CDR Health, an Florida-based company offering COVID-19 tests to almost 15,000 people each day during surges. closed down all 30 of its free testing centers Due to lack of funds.

Reducing funding will increase health inequalities

There were estimates of survey data 28-31 million uninsured people In the U.S., 2020, and as many 14.4 million people They could lose their health insurance coverage if the public health crisis ends. So while paid testing will continue to be available, it won’t be affordable or accessible for everyone, especially for marginalized communities who already face systemic health care bias. The U.S. Census Bureau reported that a significant portion of the population is comprised of communities of color and families with low incomes. disproportionate number of COVID-19 cases Experts say that the lack of funding will increase these economic and health inequalities.

“Low-income communities and uninsured individuals, which often includes communities of color, are at the greatest risk because they will not have the financial means or insurance protections to cover vaccinations, testing, and health care if the federal government runs out of money to pay for them,” Benjamin said.

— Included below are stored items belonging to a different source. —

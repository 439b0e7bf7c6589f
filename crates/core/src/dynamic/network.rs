//! Network fetch raced against a timeout.
//!
//! The underlying call is spawned once and never cancelled. Two views are
//! derived from it: `raced` gives up at the timeout (or on failure) without
//! stopping the call, `settled` waits for it to finish.

use std::sync::Arc;
use std::time::Duration;

use futures_util::FutureExt;
use futures_util::future::{BoxFuture, Shared};

use super::adapter::Fetch;
use crate::Error;
use crate::http::{Request, Response};

type Outcome = Result<Response, String>;

/// A network call in flight, shareable between the caller and background work.
#[derive(Clone)]
pub struct NetworkFetch {
    outcome: Shared<BoxFuture<'static, Outcome>>,
    timeout: Option<Duration>,
}

impl NetworkFetch {
    /// Spawn the request on the runtime.
    ///
    /// With `timeout` set, `raced` stops waiting after it; without, `raced`
    /// is a plain fetch.
    pub fn spawn(fetcher: Arc<dyn Fetch>, req: Request, timeout: Option<Duration>) -> Self {
        let url = req.url.clone();
        let handle = tokio::spawn(async move { fetcher.fetch(&req).await.map_err(|e| e.to_string()) });
        let outcome = async move {
            let outcome = handle.await.unwrap_or_else(|e| Err(format!("fetch task failed: {e}")));
            if let Err(e) = &outcome {
                tracing::debug!(url = %url, error = %e, "network fetch failed");
            }
            outcome
        }
        .boxed()
        .shared();

        Self { outcome, timeout }
    }

    /// The response if it arrived in time; `None` on timeout or failure.
    pub async fn raced(&self) -> Option<Response> {
        match self.timeout {
            Some(timeout) => match tokio::time::timeout(timeout, self.outcome.clone()).await {
                Ok(outcome) => outcome.ok(),
                Err(_) => {
                    tracing::debug!(timeout_ms = timeout.as_millis() as u64, "network fetch lost the race");
                    None
                }
            },
            None => self.outcome.clone().await.ok(),
        }
    }

    /// Wait for the call to finish, however long it takes.
    pub async fn settled(&self) -> Result<Response, Error> {
        self.outcome.clone().await.map_err(Error::Network)
    }
}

What happens if a new variant is created?

The majority of Americans have received their COVID-19 vaccine doses. Data from Bloomberg’s COVID-19 vaccination tracker As of April 13, 567 million doses had been administered. Experts warn that this may partly explain why people are not visiting vaccination centers as much. this does not mean the pandemic is over or that there’s no more need for doses or testing.

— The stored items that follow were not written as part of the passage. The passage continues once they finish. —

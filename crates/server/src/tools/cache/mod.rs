//! Cache-group maintenance tools.

pub mod cleanup;
pub mod inspect;

pub use cleanup::{CacheCleanupParams, cleanup_impl};
pub use inspect::{CacheInspectParams, inspect_impl};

“If the BA.2 variant causes big outbreaks or there’s a new variant spreading, we will not be prepared for another surge of infections without federal funding,” Benjamin said.

Lyle Solomon (principal attorney at the office) stated that without the funding required, the government is unable purchase more life-saving monoclonal anti-microbial medicines or provide boosters shots or other variant-specific vaccinations. Oak View Law Group.

“There will be a gradual reduction in the money available to pay doctors and other health care providers who treat those uninsured,” Solomon added.

In such situations, health care providers will have to cover the costs of uninsured patients, or turn them away. This will increase the gap in access to needed care. The number of people who get the shots will be reduced if they are not available for free. This could lead to a significant problem if the number of cases increases or if there is a new type.

“We are still not at the optimal level of vaccination, including booster shots,” Benjamin said.